== TRY IT ==
One part of the entries below is wanted: the lines from the one containing "pub struct Config" through the one containing "pub struct DatabaseConfig". Write those out exactly and nothing else.

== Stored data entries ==
● ● ● ● ●

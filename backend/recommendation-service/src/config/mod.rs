use anyhow::{Context, Result};
use serde::Deserialize;
use std::env;
use std::str::FromStr;

#[derive(Debug, Clone, Deserialize)]
pub struct Config {
    pub app: AppConfig,
    pub database: DatabaseConfig,
    pub recommendation: RecommendationConfig,
}

#[derive(Debug, Clone, Deserialize)]
pub struct AppConfig {
    pub env: String,
    pub port: u16,
    pub service_name: String,
}

#[derive(Clone, Deserialize)]
pub struct DatabaseConfig {
    pub url: String,
    pub max_connections: u32,
    pub acquire_timeout_secs: u64,
}

impl std::fmt::Debug for DatabaseConfig {
    fn fmt(&self, f: &mut std::fmt::Formatter<'_>) -> std::fmt::Result {
        f.debug_struct("DatabaseConfig")
            .field("url", &"[REDACTED]")
            .field("max_connections", &self.max_connections)
            .field("acquire_timeout_secs", &self.acquire_timeout_secs)
            .finish()
    }
}

/// Candidate pool sizes and the trending predicate thresholds
#[derive(Debug, Clone, Deserialize)]
pub struct RecommendationConfig {
    pub interest_posts_limit: i64,
    pub followed_posts_limit: i64,
    pub trending_posts_limit: i64,
    pub communities_limit: i64,
    pub candidate_users_limit: i64,
    pub trending: TrendingConfig,
}

/// A post is trending when ANY of the clauses hold.
#[derive(Debug, Clone, Copy, Deserialize)]
pub struct TrendingConfig {
    pub min_likes: u32,
    pub max_dislikes: u32,
    pub min_views: u32,
}

impl Default for TrendingConfig {
    fn default() -> Self {
        Self {
            min_likes: 50,
            max_dislikes: 10,
            min_views: 100,
        }
    }
}

impl Default for RecommendationConfig {
    fn default() -> Self {
        Self {
            interest_posts_limit: 100,
            followed_posts_limit: 50,
            trending_posts_limit: 50,
            communities_limit: 100,
            candidate_users_limit: 100,
            trending: TrendingConfig::default(),
        }
    }
}

fn env_or<T>(key: &str, default: T) -> Result<T>
where
    T: FromStr,
    T::Err: std::error::Error + Send + Sync + 'static,
{
    match env::var(key) {
        Ok(raw) => raw
            .parse()
            .with_context(|| format!("{key} has an invalid value: {raw}")),
        Err(_) => Ok(default),
    }
}

impl Config {
    pub fn from_env() -> Result<Self> {
        dotenvy::dotenv().ok();

        let defaults = RecommendationConfig::default();

        Ok(Config {
            app: AppConfig {
                env: env::var("APP_ENV").unwrap_or_else(|_| "development".to_string()),
                port: env_or("APP_PORT", 8012)?,
                service_name: env::var("SERVICE_NAME")
                    .unwrap_or_else(|_| "recommendation-service".to_string()),
            },
            database: DatabaseConfig {
                url: env::var("DATABASE_URL").context("DATABASE_URL must be set")?,
                max_connections: env_or("DATABASE_MAX_CONNECTIONS", 10)?,
                acquire_timeout_secs: env_or("DATABASE_ACQUIRE_TIMEOUT_SECS", 10)?,
            },
            recommendation: RecommendationConfig {
                interest_posts_limit: env_or(
                    "INTEREST_POSTS_LIMIT",
                    defaults.interest_posts_limit,
                )?,
                followed_posts_limit: env_or(
                    "FOLLOWED_POSTS_LIMIT",
                    defaults.followed_posts_limit,
                )?,
                trending_posts_limit: env_or(
                    "TRENDING_POSTS_LIMIT",
                    defaults.trending_posts_limit,
                )?,
                communities_limit: env_or("COMMUNITIES_LIMIT", defaults.communities_limit)?,
                candidate_users_limit: env_or(
                    "CANDIDATE_USERS_LIMIT",
                    defaults.candidate_users_limit,
                )?,
                trending: TrendingConfig {
                    min_likes: env_or("TRENDING_MIN_LIKES", defaults.trending.min_likes)?,
                    max_dislikes: env_or(
                        "TRENDING_MAX_DISLIKES",
                        defaults.trending.max_dislikes,
                    )?,
                    min_views: env_or("TRENDING_MIN_VIEWS", defaults.trending.min_views)?,
                },
            },
        })
    }
}
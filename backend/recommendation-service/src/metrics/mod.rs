//! Prometheus metrics for recommendation-service.
//!
//! Exposes per-pipeline collectors and an HTTP handler for the `/metrics` endpoint.

use crate::models::Pipeline;
use actix_web::HttpResponse;
use once_cell::sync::Lazy;
use prometheus::{
    register_histogram_vec, register_int_counter_vec, Encoder, HistogramVec, IntCounterVec,
    TextEncoder,
};
use std::time::Duration;

static PIPELINE_RUNS_TOTAL: Lazy<IntCounterVec> = Lazy::new(|| {
    register_int_counter_vec!(
        "recommendation_requests_total",
        "Total recommendation pipeline runs (success/error)",
        &["pipeline", "status"]
    )
    .expect("Failed to register recommendation requests metric")
});

static PIPELINE_DURATION_SECONDS: Lazy<HistogramVec> = Lazy::new(|| {
    register_histogram_vec!(
        "recommendation_pipeline_duration_seconds",
        "Duration of a recommendation pipeline including candidate recall",
        &["pipeline"],
        vec![0.001, 0.005, 0.01, 0.05, 0.1, 0.25, 0.5, 1.0, 2.5, 5.0]
    )
    .expect("Failed to register recommendation duration metric")
});

static CANDIDATE_POOL_SIZE: Lazy<HistogramVec> = Lazy::new(|| {
    register_histogram_vec!(
        "recommendation_candidate_pool_size",
        "Number of candidates recalled before ranking",
        &["pipeline"],
        vec![0.0, 1.0, 10.0, 25.0, 50.0, 100.0, 200.0]
    )
    .expect("Failed to register candidate pool size metric")
});

/// Record a pipeline run outcome (success/error)
pub fn record_pipeline_result(pipeline: Pipeline, status: &str) {
    PIPELINE_RUNS_TOTAL
        .with_label_values(&[pipeline.as_str(), status])
        .inc();
}

pub fn record_pipeline_duration(pipeline: Pipeline, duration: Duration) {
    PIPELINE_DURATION_SECONDS
        .with_label_values(&[pipeline.as_str()])
        .observe(duration.as_secs_f64());
}

pub fn record_pool_size(pipeline: Pipeline, size: usize) {
    CANDIDATE_POOL_SIZE
        .with_label_values(&[pipeline.as_str()])
        .observe(size as f64);
}

/// Actix handler that renders Prometheus metrics in text format.
pub async fn serve_metrics() -> HttpResponse {
    let encoder = TextEncoder::new();
    let metric_families = prometheus::gather();

    let mut buffer = Vec::new();
    if let Err(err) = encoder.encode(&metric_families, &mut buffer) {
        return HttpResponse::InternalServerError().body(err.to_string());
    }

    HttpResponse::Ok()
        .content_type(encoder.format_type())
        .body(buffer)
}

● ● ● ● ●

== ANSWER TO THIS PROBLEM ==
pub struct Config {
    pub app: AppConfig,
    pub database: DatabaseConfig,
    pub recommendation: RecommendationConfig,
}

#[derive(Debug, Clone, Deserialize)]
pub struct AppConfig {
    pub env: String,
    pub port: u16,
    pub service_name: String,
}

#[derive(Clone, Deserialize)]
pub struct DatabaseConfig {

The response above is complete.